What you have to do >>
Using the data below, return every line that holds the word "Copy".
======== Dataset ========
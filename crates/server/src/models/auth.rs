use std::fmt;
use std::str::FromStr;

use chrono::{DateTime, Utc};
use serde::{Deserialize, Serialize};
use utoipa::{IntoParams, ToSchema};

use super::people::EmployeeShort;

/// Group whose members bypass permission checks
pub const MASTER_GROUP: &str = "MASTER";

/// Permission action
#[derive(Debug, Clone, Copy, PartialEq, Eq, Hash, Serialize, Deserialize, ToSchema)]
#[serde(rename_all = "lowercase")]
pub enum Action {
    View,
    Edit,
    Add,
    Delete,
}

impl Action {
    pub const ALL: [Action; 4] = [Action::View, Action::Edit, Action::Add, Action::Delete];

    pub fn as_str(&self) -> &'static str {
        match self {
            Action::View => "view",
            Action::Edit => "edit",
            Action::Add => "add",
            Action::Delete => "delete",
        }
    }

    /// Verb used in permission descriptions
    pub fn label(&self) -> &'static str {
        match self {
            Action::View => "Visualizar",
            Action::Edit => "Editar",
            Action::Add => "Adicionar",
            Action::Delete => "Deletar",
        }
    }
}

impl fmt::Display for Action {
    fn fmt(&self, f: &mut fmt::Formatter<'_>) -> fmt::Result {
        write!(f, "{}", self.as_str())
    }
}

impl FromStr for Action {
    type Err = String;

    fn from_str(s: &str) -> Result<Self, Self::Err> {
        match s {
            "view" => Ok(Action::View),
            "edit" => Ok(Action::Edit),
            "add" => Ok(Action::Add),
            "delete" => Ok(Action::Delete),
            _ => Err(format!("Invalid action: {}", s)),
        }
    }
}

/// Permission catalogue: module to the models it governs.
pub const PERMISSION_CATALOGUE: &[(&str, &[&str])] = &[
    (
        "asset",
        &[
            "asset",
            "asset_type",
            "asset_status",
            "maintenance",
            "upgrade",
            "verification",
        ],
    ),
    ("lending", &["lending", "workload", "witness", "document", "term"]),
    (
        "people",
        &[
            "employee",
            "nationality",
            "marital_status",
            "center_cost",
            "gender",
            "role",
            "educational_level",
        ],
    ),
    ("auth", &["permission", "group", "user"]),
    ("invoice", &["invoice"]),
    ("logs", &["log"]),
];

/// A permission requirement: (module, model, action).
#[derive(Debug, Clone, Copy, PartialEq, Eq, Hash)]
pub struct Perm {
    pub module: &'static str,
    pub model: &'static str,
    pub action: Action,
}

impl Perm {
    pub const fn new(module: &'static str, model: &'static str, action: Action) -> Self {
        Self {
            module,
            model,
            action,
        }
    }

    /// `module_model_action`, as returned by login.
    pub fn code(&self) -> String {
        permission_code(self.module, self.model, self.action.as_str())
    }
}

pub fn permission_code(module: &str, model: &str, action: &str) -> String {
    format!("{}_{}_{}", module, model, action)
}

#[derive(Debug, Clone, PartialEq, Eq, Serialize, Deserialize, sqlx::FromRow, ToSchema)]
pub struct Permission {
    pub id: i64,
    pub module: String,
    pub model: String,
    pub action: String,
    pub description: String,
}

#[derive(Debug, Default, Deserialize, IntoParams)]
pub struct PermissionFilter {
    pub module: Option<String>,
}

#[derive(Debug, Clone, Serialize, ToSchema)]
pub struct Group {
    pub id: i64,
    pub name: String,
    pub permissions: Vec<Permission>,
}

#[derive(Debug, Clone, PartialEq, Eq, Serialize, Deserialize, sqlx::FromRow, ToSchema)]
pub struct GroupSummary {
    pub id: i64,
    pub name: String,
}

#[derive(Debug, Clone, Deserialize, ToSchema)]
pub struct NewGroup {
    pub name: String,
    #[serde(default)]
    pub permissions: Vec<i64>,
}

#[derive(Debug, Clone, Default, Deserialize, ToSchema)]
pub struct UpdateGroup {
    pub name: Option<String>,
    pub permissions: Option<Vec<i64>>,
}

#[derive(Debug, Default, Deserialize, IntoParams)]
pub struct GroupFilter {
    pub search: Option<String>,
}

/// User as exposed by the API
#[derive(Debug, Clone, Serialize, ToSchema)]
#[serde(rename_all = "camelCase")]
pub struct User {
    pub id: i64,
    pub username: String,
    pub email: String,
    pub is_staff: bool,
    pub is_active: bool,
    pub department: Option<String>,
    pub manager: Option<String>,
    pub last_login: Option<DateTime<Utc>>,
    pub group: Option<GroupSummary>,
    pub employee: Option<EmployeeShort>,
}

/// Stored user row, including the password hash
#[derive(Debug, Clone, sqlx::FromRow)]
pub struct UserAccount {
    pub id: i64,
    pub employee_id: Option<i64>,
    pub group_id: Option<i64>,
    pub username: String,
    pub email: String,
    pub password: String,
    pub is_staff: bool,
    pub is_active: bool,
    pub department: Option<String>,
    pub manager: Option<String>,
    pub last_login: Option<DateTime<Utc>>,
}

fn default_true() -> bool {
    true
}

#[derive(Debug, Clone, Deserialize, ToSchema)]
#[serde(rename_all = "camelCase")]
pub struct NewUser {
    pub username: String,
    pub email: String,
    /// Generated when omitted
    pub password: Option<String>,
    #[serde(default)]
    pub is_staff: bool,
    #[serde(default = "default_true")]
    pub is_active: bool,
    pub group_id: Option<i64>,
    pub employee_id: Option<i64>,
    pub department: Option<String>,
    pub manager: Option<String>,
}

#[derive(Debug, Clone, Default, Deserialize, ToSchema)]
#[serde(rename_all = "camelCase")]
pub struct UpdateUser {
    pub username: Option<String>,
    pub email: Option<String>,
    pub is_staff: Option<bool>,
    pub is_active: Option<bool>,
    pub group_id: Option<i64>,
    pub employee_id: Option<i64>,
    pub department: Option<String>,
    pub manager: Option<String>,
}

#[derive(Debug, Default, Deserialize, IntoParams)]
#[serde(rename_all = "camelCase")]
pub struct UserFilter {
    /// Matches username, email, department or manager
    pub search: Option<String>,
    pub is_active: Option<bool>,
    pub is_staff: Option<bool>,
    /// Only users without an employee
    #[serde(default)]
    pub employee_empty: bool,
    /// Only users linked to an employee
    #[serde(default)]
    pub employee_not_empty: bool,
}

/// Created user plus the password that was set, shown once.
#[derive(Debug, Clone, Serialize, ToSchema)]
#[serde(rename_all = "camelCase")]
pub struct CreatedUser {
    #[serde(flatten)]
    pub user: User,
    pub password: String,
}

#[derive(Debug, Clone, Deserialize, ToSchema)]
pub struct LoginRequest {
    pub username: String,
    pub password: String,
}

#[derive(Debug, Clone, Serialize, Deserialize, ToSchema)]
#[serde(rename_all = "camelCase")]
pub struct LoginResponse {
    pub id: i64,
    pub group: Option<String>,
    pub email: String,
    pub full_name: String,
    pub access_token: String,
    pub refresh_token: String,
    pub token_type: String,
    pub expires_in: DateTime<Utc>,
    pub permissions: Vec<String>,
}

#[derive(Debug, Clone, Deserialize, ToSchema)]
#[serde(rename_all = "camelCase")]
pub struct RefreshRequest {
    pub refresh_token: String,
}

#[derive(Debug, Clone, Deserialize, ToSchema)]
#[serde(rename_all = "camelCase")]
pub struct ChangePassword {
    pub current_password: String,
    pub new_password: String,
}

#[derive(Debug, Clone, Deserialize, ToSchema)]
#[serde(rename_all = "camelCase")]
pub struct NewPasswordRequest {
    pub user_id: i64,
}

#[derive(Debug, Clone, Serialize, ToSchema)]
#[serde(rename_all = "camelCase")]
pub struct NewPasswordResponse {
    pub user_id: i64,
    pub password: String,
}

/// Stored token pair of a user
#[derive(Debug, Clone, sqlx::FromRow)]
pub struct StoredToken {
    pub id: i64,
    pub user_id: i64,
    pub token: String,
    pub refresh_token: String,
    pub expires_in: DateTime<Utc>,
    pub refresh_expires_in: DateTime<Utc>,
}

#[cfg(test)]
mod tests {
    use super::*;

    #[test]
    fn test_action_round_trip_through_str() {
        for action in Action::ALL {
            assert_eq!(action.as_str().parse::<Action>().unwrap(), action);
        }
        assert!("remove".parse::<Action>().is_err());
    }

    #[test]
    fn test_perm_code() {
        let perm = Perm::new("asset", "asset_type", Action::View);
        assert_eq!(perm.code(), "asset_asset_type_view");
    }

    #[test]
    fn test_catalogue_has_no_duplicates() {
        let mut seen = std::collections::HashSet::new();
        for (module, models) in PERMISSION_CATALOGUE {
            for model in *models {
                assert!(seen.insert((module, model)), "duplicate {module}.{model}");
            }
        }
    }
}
========
Written reply >>
#[derive(Debug, Clone, Copy, PartialEq, Eq, Hash, Serialize, Deserialize, ToSchema)]
#[derive(Debug, Clone, Copy, PartialEq, Eq, Hash)]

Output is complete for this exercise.